Em Fortaleza, os ensaios clínicos estão sendo conduzidos pelo infectologista do Hospital Universitário Walter Cantídio (HUWC-UFC/Ebserh) e coordenador do Núcleo de Medicina Tropical da UFC, o pesquisador Ivo Castelo Branco Coelho. A vacinação e o acompanhamento dos voluntários estão acontecendo no próprio Hospital Universitário. São 1330 pessoas sendo acompanhadas, algumas já com 3 anos de observação. “Até o momento, poucos efeitos colaterais foram observados e temos taxas muito boas de sucesso que a qualificam como uma vacina que tem tudo para ser boa para a população”, destacou Ivo.

Rede Ebserh também atua no combate à Zika

Em outra linha de atuação, a Rede Ebserh também tem realizado estudos para uma vacina contra o Zika Virus, desenvolvida no Hospital das Clínicas da Universidade Federal de Minas (HC-UFMG) em parceria com a Fiocruz e a Universidade de George Washington (GWU).

Transmitido pelo mosquito Aedes aegypti, o mesmo da dengue, o Zika Virus é considerado pela Organização Mundial da Saúde (OMS) como uma emergência de saúde pública, já que existem evidências de que sua presença no organismo pode causar o nascimento de bebês com microcefalia e outros transtornos neurológicos, como a Síndrome de Guillain-Barré.
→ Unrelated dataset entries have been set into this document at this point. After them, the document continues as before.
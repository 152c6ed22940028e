//! OpenAI-compatible `/chat/completions` provider with function calling

use anyhow::{Context, Result, anyhow};
use async_trait::async_trait;
use serde::{Deserialize, Serialize};
use serde_json::Value;
use std::time::Duration;
use tracing::{debug, warn};

use super::types::{
    ChatBlock, ChatMessage, ChatResponse, ChatRole, FinishReason, LlmProvider, TokenUsage,
    ToolCall, ToolDefinition,
};

/// Gemini's OpenAI-compatible endpoint
pub const DEFAULT_BASE_URL: &str = "https://generativelanguage.googleapis.com/v1beta/openai";
pub const DEFAULT_MODEL: &str = "gemini-2.0-flash-001";

fn default_base_url() -> String {
    DEFAULT_BASE_URL.to_string()
}

fn default_model() -> String {
    DEFAULT_MODEL.to_string()
}

fn default_timeout_secs() -> u64 {
    60
}

/// Configuration for an OpenAI-compatible endpoint
#[derive(Clone, Serialize, Deserialize)]
pub struct OpenAiCompatConfig {
    #[serde(default = "default_base_url")]
    pub base_url: String,
    #[serde(default)]
    pub api_key: Option<String>,
    #[serde(default = "default_model")]
    pub model: String,
    #[serde(default)]
    pub max_tokens: Option<u32>,
    #[serde(default)]
    pub temperature: Option<f32>,
    #[serde(default = "default_timeout_secs")]
    pub timeout_secs: u64,
}

impl Default for OpenAiCompatConfig {
    fn default() -> Self {
        Self {
            base_url: default_base_url(),
            api_key: None,
            model: default_model(),
            max_tokens: None,
            temperature: None,
            timeout_secs: default_timeout_secs(),
        }
    }
}

impl std::fmt::Debug for OpenAiCompatConfig {
    fn fmt(&self, f: &mut std::fmt::Formatter<'_>) -> std::fmt::Result {
        f.debug_struct("OpenAiCompatConfig")
            .field("base_url", &self.base_url)
            .field("api_key", &self.api_key.as_ref().map(|_| "[REDACTED]"))
            .field("model", &self.model)
            .field("max_tokens", &self.max_tokens)
            .field("temperature", &self.temperature)
            .field("timeout_secs", &self.timeout_secs)
            .finish()
    }
}

/// Provider for OpenAI, Gemini (OpenAI mode), Ollama, vLLM and friends
pub struct OpenAiCompatProvider {
    config: OpenAiCompatConfig,
    client: reqwest::Client,
}

impl OpenAiCompatProvider {
    pub fn new(config: OpenAiCompatConfig) -> Result<Self> {
        let client = reqwest::Client::builder()
            .timeout(Duration::from_secs(config.timeout_secs))
            .build()
            .context("Failed to build HTTP client")?;
        Ok(Self { config, client })
    }

    fn endpoint(&self) -> String {
        format!("{}/chat/completions", self.config.base_url.trim_end_matches('/'))
    }
}

// ── Wire format ──

#[derive(Debug, Serialize)]
struct WireRequest<'a> {
    model: &'a str,
    messages: Vec<WireMessage>,
    #[serde(skip_serializing_if = "Vec::is_empty")]
    tools: Vec<WireTool>,
    #[serde(skip_serializing_if = "Option::is_none")]
    max_tokens: Option<u32>,
    #[serde(skip_serializing_if = "Option::is_none")]
    temperature: Option<f32>,
}

#[derive(Debug, Clone, PartialEq, Serialize, Deserialize)]
struct WireMessage {
    role: String,
    #[serde(default, skip_serializing_if = "Option::is_none")]
    content: Option<String>,
    #[serde(default, skip_serializing_if = "Option::is_none")]
    tool_calls: Option<Vec<WireToolCall>>,
    #[serde(default, skip_serializing_if = "Option::is_none")]
    tool_call_id: Option<String>,
}

impl WireMessage {
    fn text(role: &str, content: impl Into<String>) -> Self {
        Self {
            role: role.to_string(),
            content: Some(content.into()),
            tool_calls: None,
            tool_call_id: None,
        }
    }
}

#[derive(Debug, Clone, PartialEq, Serialize, Deserialize)]
struct WireToolCall {
    #[serde(default)]
    id: String,
    #[serde(rename = "type", default = "function_kind")]
    kind: String,
    function: WireFunctionCall,
}

fn function_kind() -> String {
    "function".to_string()
}

#[derive(Debug, Clone, PartialEq, Serialize, Deserialize)]
struct WireFunctionCall {
    name: String,
    #[serde(default)]
    arguments: String,
}

#[derive(Debug, Serialize)]
struct WireTool {
    #[serde(rename = "type")]
    kind: &'static str,
    function: WireFunction,
}

#[derive(Debug, Serialize)]
struct WireFunction {
    name: String,
    description: String,
    parameters: Value,
}

#[derive(Debug, Deserialize)]
struct WireResponse {
    #[serde(default)]
    choices: Vec<WireChoice>,
    #[serde(default)]
    usage: Option<WireUsage>,
}

#[derive(Debug, Deserialize)]
struct WireChoice {
    message: WireMessage,
    #[serde(default)]
    finish_reason: Option<String>,
}

#[derive(Debug, Default, Deserialize)]
struct WireUsage {
    #[serde(default)]
    prompt_tokens: u32,
    #[serde(default)]
    completion_tokens: u32,
}

// ── Conversion ──

fn to_wire_messages(messages: &[ChatMessage], system: &str) -> Vec<WireMessage> {
    let mut out = Vec::with_capacity(messages.len() + 1);
    if !system.is_empty() {
        out.push(WireMessage::text("system", system));
    }

    for msg in messages {
        let mut text = Vec::new();
        let mut calls = Vec::new();
        for block in &msg.blocks {
            match block {
                ChatBlock::Text { text: t } => text.push(t.as_str()),
                ChatBlock::ToolCall(call) => calls.push(WireToolCall {
                    id: call.id.clone(),
                    kind: function_kind(),
                    function: WireFunctionCall {
                        name: call.name.clone(),
                        arguments: call.input.to_string(),
                    },
                }),
                // one `tool` message per result
                ChatBlock::ToolResult {
                    tool_call_id,
                    content,
                } => out.push(WireMessage {
                    role: ChatRole::Tool.as_wire().to_string(),
                    content: Some(content.clone()),
                    tool_calls: None,
                    tool_call_id: Some(tool_call_id.clone()),
                }),
            }
        }

        if !text.is_empty() || !calls.is_empty() {
            out.push(WireMessage {
                role: msg.role.as_wire().to_string(),
                content: (!text.is_empty()).then(|| text.join("\n")),
                tool_calls: (!calls.is_empty()).then_some(calls),
                tool_call_id: None,
            });
        }
    }
    out
}

fn to_wire_tools(tools: &[ToolDefinition]) -> Vec<WireTool> {
    tools
        .iter()
        .map(|t| WireTool {
            kind: "function",
            function: WireFunction {
                name: t.name.clone(),
                description: t.description.clone(),
                parameters: t.input_schema.clone(),
            },
        })
        .collect()
}

fn from_wire_response(resp: WireResponse) -> Result<ChatResponse> {
    let choice = resp
        .choices
        .into_iter()
        .next()
        .ok_or_else(|| anyhow!("Response contained no choices"))?;

    let mut blocks = Vec::new();
    if let Some(text) = choice.message.content
        && !text.trim().is_empty()
    {
        blocks.push(ChatBlock::text(text));
    }

    for (i, call) in choice.message.tool_calls.unwrap_or_default().into_iter().enumerate() {
        let input = if call.function.arguments.trim().is_empty() {
            Value::Object(Default::default())
        } else {
            serde_json::from_str(&call.function.arguments).unwrap_or_else(|e| {
                warn!(
                    "Unparseable arguments for tool {}: {}",
                    call.function.name, e
                );
                Value::Object(Default::default())
            })
        };
        let id = if call.id.is_empty() {
            format!("call_{}", i)
        } else {
            call.id
        };
        blocks.push(ChatBlock::ToolCall(ToolCall {
            id,
            name: call.function.name,
            input,
        }));
    }

    // Gemini reports "stop" even when it returns tool calls
    let has_calls = blocks.iter().any(|b| matches!(b, ChatBlock::ToolCall(_)));
    let finish = if has_calls {
        FinishReason::ToolCalls
    } else {
        FinishReason::parse(choice.finish_reason.as_deref())
    };

    let usage = resp.usage.unwrap_or_default();
    Ok(ChatResponse {
        blocks,
        finish,
        usage: TokenUsage {
            prompt_tokens: usage.prompt_tokens,
            completion_tokens: usage.completion_tokens,
        },
    })
}

#[async_trait]
impl LlmProvider for OpenAiCompatProvider {
    fn provider_name(&self) -> &str {
        "openai-compat"
    }

    fn model(&self) -> &str {
        &self.config.model
    }

    async fn chat(
        &self,
        messages: &[ChatMessage],
        tools: &[ToolDefinition],
        system: &str,
    ) -> Result<ChatResponse> {
        let request = WireRequest {
            model: &self.config.model,
            messages: to_wire_messages(messages, system),
            tools: to_wire_tools(tools),
            max_tokens: self.config.max_tokens,
            temperature: self.config.temperature,
        };
        debug!(
            "Sending {} messages with {} tools to {}",
            request.messages.len(),
            request.tools.len(),
            self.config.model
        );

        let mut req = self.client.post(self.endpoint()).json(&request);
        if let Some(ref key) = self.config.api_key {
            req = req.bearer_auth(key);
        }

        let response = req
            .send()
            .await
            .with_context(|| format!("Failed to reach {}", self.config.base_url))?;

        if !response.status().is_success() {
            let status = response.status();
            let body = response.text().await.unwrap_or_default();
            return Err(anyhow!("LLM request failed (HTTP {}): {}", status, body));
        }

        let wire: WireResponse = response
            .json()
            .await
            .context("Failed to parse chat completion response")?;
        let resp = from_wire_response(wire)?;
        debug!(
            "Model replied: finish={:?}, {} tokens ({} prompt)",
            resp.finish,
            resp.usage.total(),
            resp.usage.prompt_tokens
        );
        Ok(resp)
    }
}

impl ChatRole {
    fn as_wire(&self) -> &'static str {
        match self {
            Self::User => "user",
            Self::Assistant => "assistant",
            Self::Tool => "tool",
        }
    }
}

#[cfg(test)]
mod tests {
    use super::*;
    use serde_json::json;

    #[test]
    fn test_wire_messages_system_first() {
        let msgs = to_wire_messages(&[ChatMessage::user("pizza please")], "be helpful");
        assert_eq!(msgs.len(), 2);
        assert_eq!(msgs[0].role, "system");
        assert_eq!(msgs[1].role, ChatRole::User.as_wire());
        assert_eq!(msgs[1].content.as_deref(), Some("pizza please"));
    }

    #[test]
    fn test_wire_messages_tool_round() {
        let history = vec![
            ChatMessage::user("find tacos"),
            ChatMessage::assistant(vec![ChatBlock::ToolCall(ToolCall {
                id: "c1".to_string(),
                name: "search_restaurants".to_string(),
                input: json!({"cuisine": "mexican"}),
            })]),
            ChatMessage::tool_results(vec![ChatBlock::ToolResult {
                tool_call_id: "c1".to_string(),
                content: "[]".to_string(),
            }]),
        ];
        let msgs = to_wire_messages(&history, "");
        assert_eq!(msgs.len(), 3);

        assert_eq!(msgs[1].role, "assistant");
        assert!(msgs[1].content.is_none());
        let calls = msgs[1].tool_calls.as_ref().unwrap();
        assert_eq!(calls[0].function.name, "search_restaurants");
        let args: Value = serde_json::from_str(&calls[0].function.arguments).unwrap();
        assert_eq!(args["cuisine"], "mexican");

        assert_eq!(msgs[2].role, "tool");
        assert_eq!(msgs[2].tool_call_id.as_deref(), Some("c1"));
    }

    #[test]
    fn test_wire_request_shape() {
        let tools = vec![ToolDefinition {
            name: "place_order".to_string(),
            description: "Place an order".to_string(),
            input_schema: json!({"type": "object"}),
        }];
        let request = WireRequest {
            model: "m",
            messages: vec![WireMessage::text("user", "hi")],
            tools: to_wire_tools(&tools),
            max_tokens: None,
            temperature: None,
        };
        let v = serde_json::to_value(&request).unwrap();
        assert_eq!(v["tools"][0]["type"], "function");
        assert_eq!(v["tools"][0]["function"]["name"], "place_order");
        assert!(v.get("max_tokens").is_none());
        assert!(v["messages"][0].get("tool_calls").is_none());
    }

    #[test]
    fn test_parse_text_response() {
        let wire: WireResponse = serde_json::from_value(json!({
            "choices": [{
                "message": {"role": "assistant", "content": "Here you go"},
                "finish_reason": "stop"
            }],
            "usage": {"prompt_tokens": 10, "completion_tokens": 3}
        }))
        .unwrap();
        let resp = from_wire_response(wire).unwrap();
        assert_eq!(resp.finish, FinishReason::Stop);
        assert_eq!(resp.text(), "Here you go");
        assert_eq!(resp.usage.total(), 13);
    }

    #[test]
    fn test_parse_tool_call_response() {
        let wire: WireResponse = serde_json::from_value(json!({
            "choices": [{
                "message": {
                    "role": "assistant",
                    "content": null,
                    "tool_calls": [
                        {"id": "", "type": "function",
                         "function": {"name": "place_order", "arguments": "{\"order_id\":\"order_1\"}"}},
                        {"id": "x", "type": "function",
                         "function": {"name": "search_restaurants", "arguments": "not json"}}
                    ]
                },
                "finish_reason": "stop"
            }]
        }))
        .unwrap();
        let resp = from_wire_response(wire).unwrap();
        assert_eq!(resp.finish, FinishReason::ToolCalls);
        let calls: Vec<&ToolCall> = resp.tool_calls().collect();
        assert_eq!(calls.len(), 2);
        assert_eq!(calls[0].id, "call_0");
        assert_eq!(calls[0].input["order_id"], "order_1");
        assert_eq!(calls[1].id, "x");
        assert!(calls[1].input.as_object().unwrap().is_empty());
    }

    #[test]
    fn test_parse_empty_choices() {
        let wire: WireResponse = serde_json::from_value(json!({"choices": []})).unwrap();
        assert!(from_wire_response(wire).is_err());
    }

    #[test]
    fn test_config_debug_redacts_key() {
        let config = OpenAiCompatConfig {
            api_key: Some("sk-secret".to_string()),
            ..Default::default()
        };
        let dbg = format!("{:?}", config);
        assert!(!dbg.contains("sk-secret"));
        assert!(dbg.contains("[REDACTED]"));
        assert_eq!(config.model, DEFAULT_MODEL);
    }

    #[test]
    fn test_endpoint_trims_slash() {
        let provider = OpenAiCompatProvider::new(OpenAiCompatConfig {
            base_url: "http://localhost:11434/v1/".to_string(),
            ..Default::default()
        })
        .unwrap();
        assert_eq!(provider.endpoint(), "http://localhost:11434/v1/chat/completions");
    }

    #[tokio::test]
    async fn test_connection_refused() {
        let provider = OpenAiCompatProvider::new(OpenAiCompatConfig {
            base_url: "http://127.0.0.1:1".to_string(),
            timeout_secs: 2,
            ..Default::default()
        })
        .unwrap();
        let result = provider.chat(&[ChatMessage::user("hi")], &[], "").await;
        assert!(result.is_err());
    }
}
Atualmente, não há cura ou vacina para prevenir a infecção pelo Zika.

A vacina recém-desenvolvida não contém o vírus Zika, portanto não transmite a doença. Ela já foi testada em seres humanos e aprovada pelos órgãos de ética médica nacionais e internacionais. Agora, ela está sendo testada em um novo grupo de pessoas com a finalidade de avaliar a sua eficácia e segurança em adultos e adolescentes sadios.